- Instructions for the task
Locate, in the data below, the line that contains "pub(crate) fn parse_completions(body: &Value)" and the line that contains "the body itself."; reproduce exactly those two lines and every line between them, nothing more.

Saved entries
····················

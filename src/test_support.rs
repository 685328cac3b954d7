//! In-memory transport for unit tests.

use std::collections::{HashMap, VecDeque};
use std::sync::{Arc, Mutex};
use std::time::Duration;

use async_trait::async_trait;
use serde_json::{json, Value};
use tokio::time::Instant;

use crate::service::uri::file_uri;
use crate::service::{Operation, ServiceError, ServiceResult, Transport};

/// A request the mock received.
#[derive(Debug, Clone)]
pub struct RecordedCall {
    pub operation: Operation,
    pub body: Option<Value>,
    pub at: Instant,
}

struct Scripted {
    delay: Duration,
    reply: ServiceResult<Value>,
}

/// Records every request; answers with scripted replies (FIFO per
/// operation) or a plausible default.
#[derive(Default)]
pub struct MockTransport {
    calls: Mutex<Vec<RecordedCall>>,
    scripted: Mutex<HashMap<Operation, VecDeque<Scripted>>>,
    sticky_failures: Mutex<HashMap<Operation, ServiceError>>,
}

impl MockTransport {
    pub fn new() -> Arc<Self> {
        Arc::new(Self::default())
    }

    pub fn reply(&self, operation: Operation, value: Value) {
        self.script(operation, Duration::ZERO, Ok(value));
    }

    pub fn reply_after(&self, operation: Operation, delay: Duration, value: Value) {
        self.script(operation, delay, Ok(value));
    }

    pub fn fail(&self, operation: Operation, err: ServiceError) {
        self.script(operation, Duration::ZERO, Err(err));
    }

    pub fn fail_after(&self, operation: Operation, delay: Duration, err: ServiceError) {
        self.script(operation, delay, Err(err));
    }

    /// Every future request for `operation` fails until cleared.
    pub fn fail_always(&self, operation: Operation, err: ServiceError) {
        self.sticky_failures.lock().unwrap().insert(operation, err);
    }

    pub fn clear_failures(&self) {
        self.sticky_failures.lock().unwrap().clear();
    }

    fn script(&self, operation: Operation, delay: Duration, reply: ServiceResult<Value>) {
        self.scripted
            .lock()
            .unwrap()
            .entry(operation)
            .or_default()
            .push_back(Scripted { delay, reply });
    }

    pub fn calls(&self, operation: Operation) -> Vec<RecordedCall> {
        self.calls
            .lock()
            .unwrap()
            .iter()
            .filter(|c| c.operation == operation)
            .cloned()
            .collect()
    }

    pub fn bodies(&self, operation: Operation) -> Vec<Value> {
        self.calls(operation)
            .into_iter()
            .filter_map(|c| c.body)
            .collect()
    }

    pub fn count(&self, operation: Operation) -> usize {
        self.calls(operation).len()
    }

    pub fn total_calls(&self) -> usize {
        self.calls.lock().unwrap().len()
    }
}

fn default_reply(operation: Operation, body: Option<&Value>) -> Value {
    let path = body
        .and_then(|b| b.get("filePath"))
        .and_then(Value::as_str)
        .unwrap_or_default();
    match operation {
        Operation::Open => json!({"status": "opened", "uri": file_uri(path)}),
        Operation::Change => json!({"status": "changed", "uri": file_uri(path)}),
        Operation::Complete => json!({"results": []}),
        Operation::Hover | Operation::Definition | Operation::Signature => {
            json!({"jsonrpc": "2.0", "id": 1, "result": null})
        }
        Operation::Diagnostics => json!([]),
        _ => json!({"status": "ok"}),
    }
}

#[async_trait]
impl Transport for MockTransport {
    async fn request(&self, operation: Operation, body: Option<Value>) -> ServiceResult<Value> {
        self.calls.lock().unwrap().push(RecordedCall {
            operation,
            body: body.clone(),
            at: Instant::now(),
        });

        if let Some(err) = self.sticky_failures.lock().unwrap().get(&operation) {
            return Err(err.clone());
        }

        let scripted = self
            .scripted
            .lock()
            .unwrap()
            .get_mut(&operation)
            .and_then(VecDeque::pop_front);

        match scripted {
            Some(Scripted { delay, reply }) => {
                if !delay.is_zero() {
                    tokio::time::sleep(delay).await;
                }
                reply
            }
            None => Ok(default_reply(operation, body.as_ref())),
        }
    }
}
//! Wire shapes of the analysis service and their normalized forms.
//!
//! The service relays raw language-server payloads, so responses arrive in
//! several equivalent shapes. Everything here folds them into one fixed
//! shape per capability; empty results are values, never errors.

use lsp_types::{
    Documentation, HoverContents, MarkedString, ParameterLabel, Range, SignatureHelp,
};
use serde::{Deserialize, Serialize};
use serde_json::Value;
use tracing::debug;

use super::error::{ServiceError, ServiceResult};

// ── Requests ──

#[derive(Debug, Serialize)]
#[serde(rename_all = "camelCase")]
pub(crate) struct SyncRequest<'a> {
    pub file_path: &'a str,
    pub file_content: &'a str,
}

#[derive(Debug, Serialize)]
#[serde(rename_all = "camelCase")]
pub(crate) struct PositionRequest<'a> {
    pub file_path: &'a str,
    pub line: u32,
    pub character: u32,
}

#[derive(Debug, Serialize)]
pub(crate) struct PathRequest<'a> {
    pub path: &'a str,
}

// ── Sync ──

#[derive(Debug, Default, Deserialize)]
pub(crate) struct SyncReply {
    #[serde(default)]
    pub uri: Option<String>,
    #[serde(default)]
    pub version: Option<i64>,
}

impl SyncReply {
    pub(crate) fn parse(body: &Value) -> Self {
        serde_json::from_value(body.clone()).unwrap_or_default()
    }
}

/// Outcome of an open or change: the server's uri and the session version.
#[derive(Debug, Clone, PartialEq, Eq)]
pub struct SyncResponse {
    pub uri: String,
    pub version: i64,
}

// ── Completion ──

/// One completion candidate as the service reports it.
#[derive(Debug, Clone, PartialEq, Eq, Deserialize)]
pub struct CompletionEntry {
    pub name: String,
    /// Human-readable kind ("Function", "Variable", ...).
    #[serde(rename = "type", default)]
    pub kind: Option<String>,
    #[serde(default)]
    pub description: Option<String>,
}

pub(crate) fn parse_completions(body: &Value) -> Vec<CompletionEntry> {
    let list = body
        .get("results")
        .and_then(Value::as_array)
        .or_else(|| body.as_array());
    let Some(list) = list else {
        return Vec::new();
    };
    list.iter()
        .filter_map(|item| match serde_json::from_value(item.clone()) {
            Ok(entry) => Some(entry),
            Err(e) => {
                debug!("skipping malformed completion entry: {e}");
                None
            }
        })
        .collect()
}

// ── Hover ──

/// Hover information for a position in the document.
#[derive(Debug, Clone, PartialEq)]
pub struct HoverInfo {
    /// Content to display (plain text or markdown).
    pub content: String,
    /// Optional range the hover applies to.
    pub range: Option<Range>,
}

/// The `result` member of a relayed response, or the body itself.
fn result_of(body: &Value) -> &Value {
    match body.get("result") {
        Some(result) => result,
        None => body,
    }
}

pub(crate) fn parse_hover(body: &Value) -> ServiceResult<Option<HoverInfo>> {
    let result = result_of(body);
    let Some(contents) = result.get("contents") else {
        return Ok(None);
    };

    let contents: HoverContents = serde_json::from_value(contents.clone())
        .map_err(|e| ServiceError::InvalidResponse(format!("hover contents: {e}")))?;
    let content = render_hover_contents(contents);
    if content.trim().is_empty() {
        return Ok(None);
    }

    let range = result
        .get("range")
        .and_then(|r| serde_json::from_value(r.clone()).ok());
    Ok(Some(HoverInfo { content, range }))
}

fn render_hover_contents(contents: HoverContents) -> String {
    match contents {
        HoverContents::Scalar(marked) => render_marked(marked),
        HoverContents::Array(list) => list
            .into_iter()
            .map(render_marked)
            .filter(|s| !s.is_empty())
            .collect::<Vec<_>>()
            .join("\n\n"),
        HoverContents::Markup(markup) => markup.value,
    }
}

fn render_marked(marked: MarkedString) -> String {
    match marked {
        MarkedString::String(text) => text,
        MarkedString::LanguageString(code) => {
            format!("```{}\n{}\n```", code.language, code.value)
        }
    }
}

// ── Definition ──

/// A go-to-definition target.
#[derive(Debug, Clone, PartialEq, Eq)]
pub struct DefinitionTarget {
    pub uri: String,
    pub range: Range,
}

/// Accepts both `Location` and `LocationLink` shapes.
#[derive(Debug, Deserialize)]
struct RawLocation {
    #[serde(alias = "targetUri")]
    uri: String,
    #[serde(alias = "targetRange")]
    range: Range,
}

pub(crate) fn parse_definition(body: &Value) -> Vec<DefinitionTarget> {
    let items: Vec<&Value> = match result_of(body) {
        Value::Null => Vec::new(),
        Value::Array(list) => list.iter().collect(),
        single => vec![single],
    };
    items
        .into_iter()
        .filter_map(|item| match serde_json::from_value::<RawLocation>(item.clone()) {
            Ok(raw) => Some(DefinitionTarget {
                uri: raw.uri,
                range: raw.range,
            }),
            Err(e) => {
                debug!("skipping malformed definition location: {e}");
                None
            }
        })
        .collect()
}

// ── Signature help ──

#[derive(Debug, Clone, PartialEq, Eq)]
pub struct ParameterInfo {
    pub label: String,
    pub documentation: Option<String>,
}

#[derive(Debug, Clone, PartialEq, Eq)]
pub struct SignatureInfo {
    pub label: String,
    pub documentation: Option<String>,
    pub parameters: Vec<ParameterInfo>,
}

/// Normalized signature help. Never constructed with zero signatures.
#[derive(Debug, Clone, PartialEq, Eq)]
pub struct SignatureHelpInfo {
    pub signatures: Vec<SignatureInfo>,
    pub active_signature: u32,
    pub active_parameter: u32,
}

impl SignatureHelpInfo {
    /// The signature to display, falling back to the first one.
    pub fn active(&self) -> Option<&SignatureInfo> {
        self.signatures
            .get(self.active_signature as usize)
            .or_else(|| self.signatures.first())
    }
}

pub(crate) fn parse_signature(body: &Value) -> ServiceResult<Option<SignatureHelpInfo>> {
    let result = result_of(body);
    if result.is_null() {
        return Ok(None);
    }

    let help: SignatureHelp = serde_json::from_value(result.clone())
        .map_err(|e| ServiceError::InvalidResponse(format!("signature help: {e}")))?;
    if help.signatures.is_empty() {
        return Ok(None);
    }

    let signatures = help
        .signatures
        .into_iter()
        .map(|sig| {
            let parameters = sig
                .parameters
                .unwrap_or_default()
                .into_iter()
                .map(|param| ParameterInfo {
                    label: parameter_label(&sig.label, param.label),
                    documentation: param.documentation.map(documentation_text),
                })
                .collect();
            SignatureInfo {
                documentation: sig.documentation.map(documentation_text),
                label: sig.label,
                parameters,
            }
        })
        .collect();

    Ok(Some(SignatureHelpInfo {
        signatures,
        active_signature: help.active_signature.unwrap_or(0),
        active_parameter: help.active_parameter.unwrap_or(0),
    }))
}

fn parameter_label(signature: &str, label: ParameterLabel) -> String {
    match label {
        ParameterLabel::Simple(text) => text,
        ParameterLabel::LabelOffsets([start, end]) => signature
            .chars()
            .skip(start as usize)
            .take(end.saturating_sub(start) as usize)
            .collect(),
    }
}

fn documentation_text(doc: Documentation) -> String {
    match doc {
        Documentation::String(text) => text,
        Documentation::MarkupContent(markup) => markup.value,
    }
}

// ── Diagnostics ──

/// Raw diagnostics the service last published for one document.
///
/// Entries stay as JSON so a single malformed one can be skipped later
/// without losing the rest of the batch.
#[derive(Debug, Clone, PartialEq)]
pub struct DiagnosticBatch {
    pub uri: String,
    pub entries: Vec<Value>,
}

pub(crate) fn parse_diagnostics(body: &Value) -> ServiceResult<Vec<DiagnosticBatch>> {
    let list = body.as_array().ok_or_else(|| {
        ServiceError::InvalidResponse("diagnostics snapshot is not a list".into())
    })?;

    let mut batches: Vec<DiagnosticBatch> = Vec::new();
    for item in list {
        let params = item.get("params").unwrap_or(item);
        let Some(uri) = params.get("uri").and_then(Value::as_str) else {
            debug!("skipping diagnostics notification without uri");
            continue;
        };
        let entries = params
            .get("diagnostics")
            .and_then(Value::as_array)
            .cloned()
            .unwrap_or_default();

        // Later notifications for a document supersede earlier ones.
        match batches.iter_mut().find(|b| b.uri == uri) {
            Some(existing) => existing.entries = entries,
            None => batches.push(DiagnosticBatch {
                uri: uri.to_string(),
                entries,
            }),
        }
    }
    Ok(batches)
}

····················

- Exercise output
pub(crate) fn parse_completions(body: &Value) -> Vec<CompletionEntry> {
    let list = body
        .get("results")
        .and_then(Value::as_array)
        .or_else(|| body.as_array());
    let Some(list) = list else {
        return Vec::new();
    };
    list.iter()
        .filter_map(|item| match serde_json::from_value(item.clone()) {
            Ok(entry) => Some(entry),
            Err(e) => {
                debug!("skipping malformed completion entry: {e}");
                None
            }
        })
        .collect()
}

// ── Hover ──

/// Hover information for a position in the document.
#[derive(Debug, Clone, PartialEq)]
pub struct HoverInfo {
    /// Content to display (plain text or markdown).
    pub content: String,
    /// Optional range the hover applies to.
    pub range: Option<Range>,
}

/// The `result` member of a relayed response, or the body itself.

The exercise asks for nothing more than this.